Saved entries ->
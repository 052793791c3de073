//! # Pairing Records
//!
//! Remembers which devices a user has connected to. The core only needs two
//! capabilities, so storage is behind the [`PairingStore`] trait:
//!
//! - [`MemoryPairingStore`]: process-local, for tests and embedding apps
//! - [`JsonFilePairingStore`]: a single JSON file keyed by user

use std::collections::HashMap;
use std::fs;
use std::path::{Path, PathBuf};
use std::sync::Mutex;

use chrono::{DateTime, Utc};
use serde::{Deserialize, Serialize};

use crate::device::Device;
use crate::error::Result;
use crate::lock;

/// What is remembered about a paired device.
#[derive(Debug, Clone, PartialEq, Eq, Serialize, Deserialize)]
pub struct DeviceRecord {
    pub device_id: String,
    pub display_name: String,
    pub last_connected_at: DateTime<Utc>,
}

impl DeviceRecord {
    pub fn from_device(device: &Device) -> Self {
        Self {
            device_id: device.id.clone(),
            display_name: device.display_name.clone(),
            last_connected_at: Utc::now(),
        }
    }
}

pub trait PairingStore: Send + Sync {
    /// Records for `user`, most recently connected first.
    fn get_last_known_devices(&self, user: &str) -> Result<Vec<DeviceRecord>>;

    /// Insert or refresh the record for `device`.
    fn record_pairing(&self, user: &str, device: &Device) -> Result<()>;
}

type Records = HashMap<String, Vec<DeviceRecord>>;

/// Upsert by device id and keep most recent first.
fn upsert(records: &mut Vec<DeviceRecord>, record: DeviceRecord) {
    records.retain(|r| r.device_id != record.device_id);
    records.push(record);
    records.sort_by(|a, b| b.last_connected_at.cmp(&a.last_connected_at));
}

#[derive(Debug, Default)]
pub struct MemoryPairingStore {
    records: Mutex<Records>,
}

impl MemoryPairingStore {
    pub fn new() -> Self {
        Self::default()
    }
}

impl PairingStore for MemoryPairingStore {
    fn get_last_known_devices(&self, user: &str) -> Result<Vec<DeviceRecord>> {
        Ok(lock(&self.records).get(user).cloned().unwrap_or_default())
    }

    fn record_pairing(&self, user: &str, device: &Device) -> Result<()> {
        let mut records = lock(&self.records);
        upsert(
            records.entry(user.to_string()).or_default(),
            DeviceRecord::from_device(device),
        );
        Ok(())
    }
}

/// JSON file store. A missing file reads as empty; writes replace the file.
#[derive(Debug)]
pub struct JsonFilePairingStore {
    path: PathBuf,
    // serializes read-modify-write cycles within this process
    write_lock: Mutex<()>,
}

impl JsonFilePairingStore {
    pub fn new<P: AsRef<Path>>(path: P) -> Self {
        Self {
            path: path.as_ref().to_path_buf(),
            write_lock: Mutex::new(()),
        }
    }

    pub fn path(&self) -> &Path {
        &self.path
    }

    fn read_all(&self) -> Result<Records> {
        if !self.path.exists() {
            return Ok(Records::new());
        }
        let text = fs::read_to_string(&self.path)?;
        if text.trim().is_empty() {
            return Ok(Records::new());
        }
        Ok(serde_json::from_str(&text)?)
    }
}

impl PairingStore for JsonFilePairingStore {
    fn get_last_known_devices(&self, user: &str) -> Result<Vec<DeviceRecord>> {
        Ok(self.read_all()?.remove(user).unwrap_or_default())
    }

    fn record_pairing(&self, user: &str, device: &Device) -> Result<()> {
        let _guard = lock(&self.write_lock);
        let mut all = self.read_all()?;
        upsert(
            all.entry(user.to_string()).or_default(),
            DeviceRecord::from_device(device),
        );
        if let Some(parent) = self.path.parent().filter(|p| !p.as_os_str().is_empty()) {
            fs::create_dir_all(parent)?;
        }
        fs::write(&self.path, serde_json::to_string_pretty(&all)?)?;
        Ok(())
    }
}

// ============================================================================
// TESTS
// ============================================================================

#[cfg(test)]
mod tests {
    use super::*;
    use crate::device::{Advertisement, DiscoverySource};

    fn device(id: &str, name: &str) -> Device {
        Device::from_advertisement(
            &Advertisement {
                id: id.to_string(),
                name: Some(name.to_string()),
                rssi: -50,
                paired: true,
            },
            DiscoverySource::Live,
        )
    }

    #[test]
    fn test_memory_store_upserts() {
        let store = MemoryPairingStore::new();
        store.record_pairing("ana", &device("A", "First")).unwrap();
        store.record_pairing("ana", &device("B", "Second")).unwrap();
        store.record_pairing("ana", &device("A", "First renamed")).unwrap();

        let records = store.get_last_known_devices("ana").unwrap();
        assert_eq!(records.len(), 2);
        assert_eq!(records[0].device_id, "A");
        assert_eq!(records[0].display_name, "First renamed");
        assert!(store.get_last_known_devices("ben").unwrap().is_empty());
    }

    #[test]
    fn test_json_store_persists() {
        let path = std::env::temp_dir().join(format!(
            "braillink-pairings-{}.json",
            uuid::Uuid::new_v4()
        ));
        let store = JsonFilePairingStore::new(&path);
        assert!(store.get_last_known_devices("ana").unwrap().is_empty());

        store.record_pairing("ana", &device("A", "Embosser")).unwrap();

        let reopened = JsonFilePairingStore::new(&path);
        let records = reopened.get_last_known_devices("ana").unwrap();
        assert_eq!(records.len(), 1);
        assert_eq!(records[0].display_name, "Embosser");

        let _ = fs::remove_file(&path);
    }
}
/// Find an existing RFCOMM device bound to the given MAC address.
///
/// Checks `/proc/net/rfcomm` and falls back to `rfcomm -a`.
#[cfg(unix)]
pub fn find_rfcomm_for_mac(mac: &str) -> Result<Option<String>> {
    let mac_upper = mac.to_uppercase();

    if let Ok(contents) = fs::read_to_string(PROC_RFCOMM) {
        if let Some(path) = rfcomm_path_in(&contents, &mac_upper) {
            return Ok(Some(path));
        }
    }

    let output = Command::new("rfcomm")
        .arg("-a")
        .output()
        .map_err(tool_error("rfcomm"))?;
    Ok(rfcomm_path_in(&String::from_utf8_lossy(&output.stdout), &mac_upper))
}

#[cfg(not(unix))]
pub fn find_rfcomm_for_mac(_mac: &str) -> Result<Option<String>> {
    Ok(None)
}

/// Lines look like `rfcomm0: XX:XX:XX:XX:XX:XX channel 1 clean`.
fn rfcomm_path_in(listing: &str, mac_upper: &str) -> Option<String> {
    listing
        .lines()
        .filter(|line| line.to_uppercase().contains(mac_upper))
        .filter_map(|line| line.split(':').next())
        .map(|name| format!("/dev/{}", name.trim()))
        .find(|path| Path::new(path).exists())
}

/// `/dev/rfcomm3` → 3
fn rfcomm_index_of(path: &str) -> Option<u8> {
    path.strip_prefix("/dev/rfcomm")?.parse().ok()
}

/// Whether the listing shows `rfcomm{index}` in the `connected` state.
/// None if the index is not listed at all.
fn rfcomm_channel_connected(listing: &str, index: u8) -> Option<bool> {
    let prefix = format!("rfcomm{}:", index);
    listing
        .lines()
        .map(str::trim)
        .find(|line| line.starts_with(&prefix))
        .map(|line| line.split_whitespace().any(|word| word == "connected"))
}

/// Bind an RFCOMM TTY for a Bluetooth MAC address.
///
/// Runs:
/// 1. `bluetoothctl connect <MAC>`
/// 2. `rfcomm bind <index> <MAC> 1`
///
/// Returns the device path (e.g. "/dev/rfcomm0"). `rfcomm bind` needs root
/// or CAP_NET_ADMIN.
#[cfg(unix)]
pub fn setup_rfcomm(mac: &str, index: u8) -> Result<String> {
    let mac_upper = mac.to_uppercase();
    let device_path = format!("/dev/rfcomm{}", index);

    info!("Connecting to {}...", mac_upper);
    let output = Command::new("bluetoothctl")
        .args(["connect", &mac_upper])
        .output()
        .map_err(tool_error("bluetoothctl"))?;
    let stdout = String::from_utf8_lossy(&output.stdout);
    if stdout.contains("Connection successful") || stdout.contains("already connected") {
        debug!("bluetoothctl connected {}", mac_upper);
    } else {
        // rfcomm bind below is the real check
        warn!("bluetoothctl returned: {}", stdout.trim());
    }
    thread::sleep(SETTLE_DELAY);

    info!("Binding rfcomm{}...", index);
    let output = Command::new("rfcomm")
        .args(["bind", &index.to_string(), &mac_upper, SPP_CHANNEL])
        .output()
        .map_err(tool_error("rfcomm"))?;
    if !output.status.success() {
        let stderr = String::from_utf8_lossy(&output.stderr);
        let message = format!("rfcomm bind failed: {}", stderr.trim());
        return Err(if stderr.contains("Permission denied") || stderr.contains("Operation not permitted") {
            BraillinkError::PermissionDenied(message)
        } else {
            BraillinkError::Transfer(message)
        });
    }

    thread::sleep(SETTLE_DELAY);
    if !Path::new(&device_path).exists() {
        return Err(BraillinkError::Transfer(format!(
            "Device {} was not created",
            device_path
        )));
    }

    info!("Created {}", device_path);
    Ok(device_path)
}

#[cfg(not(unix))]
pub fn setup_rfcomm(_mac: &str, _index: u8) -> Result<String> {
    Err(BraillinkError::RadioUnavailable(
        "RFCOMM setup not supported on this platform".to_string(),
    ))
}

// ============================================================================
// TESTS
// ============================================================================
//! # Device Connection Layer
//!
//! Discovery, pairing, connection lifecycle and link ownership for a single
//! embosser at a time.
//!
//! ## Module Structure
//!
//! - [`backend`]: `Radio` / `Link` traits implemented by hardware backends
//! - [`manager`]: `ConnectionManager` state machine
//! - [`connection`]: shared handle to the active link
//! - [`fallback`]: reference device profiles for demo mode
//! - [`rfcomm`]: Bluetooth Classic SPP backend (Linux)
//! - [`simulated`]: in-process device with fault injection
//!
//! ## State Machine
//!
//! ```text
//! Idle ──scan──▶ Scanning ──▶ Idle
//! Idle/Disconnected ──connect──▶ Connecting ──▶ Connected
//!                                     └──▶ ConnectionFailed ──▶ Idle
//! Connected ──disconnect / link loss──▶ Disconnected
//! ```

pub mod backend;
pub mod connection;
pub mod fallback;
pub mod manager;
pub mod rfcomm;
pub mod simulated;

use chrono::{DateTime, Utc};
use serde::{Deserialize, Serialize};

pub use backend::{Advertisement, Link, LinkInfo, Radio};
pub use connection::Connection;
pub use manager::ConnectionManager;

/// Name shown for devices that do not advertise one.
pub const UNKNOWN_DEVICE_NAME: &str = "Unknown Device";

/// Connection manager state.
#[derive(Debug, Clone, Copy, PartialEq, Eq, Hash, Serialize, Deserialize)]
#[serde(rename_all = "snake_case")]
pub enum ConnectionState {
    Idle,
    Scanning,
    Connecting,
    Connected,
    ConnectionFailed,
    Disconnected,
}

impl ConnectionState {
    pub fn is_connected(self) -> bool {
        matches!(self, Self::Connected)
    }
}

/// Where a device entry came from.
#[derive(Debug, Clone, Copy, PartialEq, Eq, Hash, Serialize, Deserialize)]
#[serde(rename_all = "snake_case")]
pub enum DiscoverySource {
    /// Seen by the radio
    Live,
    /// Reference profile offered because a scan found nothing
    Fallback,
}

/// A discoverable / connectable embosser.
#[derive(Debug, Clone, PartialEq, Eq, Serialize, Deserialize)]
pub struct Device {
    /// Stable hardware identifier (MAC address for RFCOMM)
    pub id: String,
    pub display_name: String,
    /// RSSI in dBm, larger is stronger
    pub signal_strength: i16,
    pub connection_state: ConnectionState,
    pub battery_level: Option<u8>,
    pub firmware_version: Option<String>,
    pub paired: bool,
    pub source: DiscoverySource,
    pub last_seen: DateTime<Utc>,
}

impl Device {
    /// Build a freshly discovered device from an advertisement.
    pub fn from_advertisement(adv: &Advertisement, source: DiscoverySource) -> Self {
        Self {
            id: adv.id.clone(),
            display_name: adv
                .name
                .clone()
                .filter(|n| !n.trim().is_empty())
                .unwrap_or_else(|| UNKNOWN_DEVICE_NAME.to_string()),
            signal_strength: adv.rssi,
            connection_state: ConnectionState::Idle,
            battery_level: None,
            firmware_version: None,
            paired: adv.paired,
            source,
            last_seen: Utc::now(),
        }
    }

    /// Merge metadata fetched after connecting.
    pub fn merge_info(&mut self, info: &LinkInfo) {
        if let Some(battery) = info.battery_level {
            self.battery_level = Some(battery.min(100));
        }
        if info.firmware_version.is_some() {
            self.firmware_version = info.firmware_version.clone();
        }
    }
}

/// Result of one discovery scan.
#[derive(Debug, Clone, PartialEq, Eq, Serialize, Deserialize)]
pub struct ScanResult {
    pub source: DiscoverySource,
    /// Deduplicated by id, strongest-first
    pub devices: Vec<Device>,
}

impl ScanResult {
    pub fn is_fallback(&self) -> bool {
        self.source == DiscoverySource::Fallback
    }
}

Task statement -> In the records above, find the lines containing "reopened" and copy them.

Response area ->
        let reopened = JsonFilePairingStore::new(&path);
        let records = reopened.get_last_known_devices("ana").unwrap();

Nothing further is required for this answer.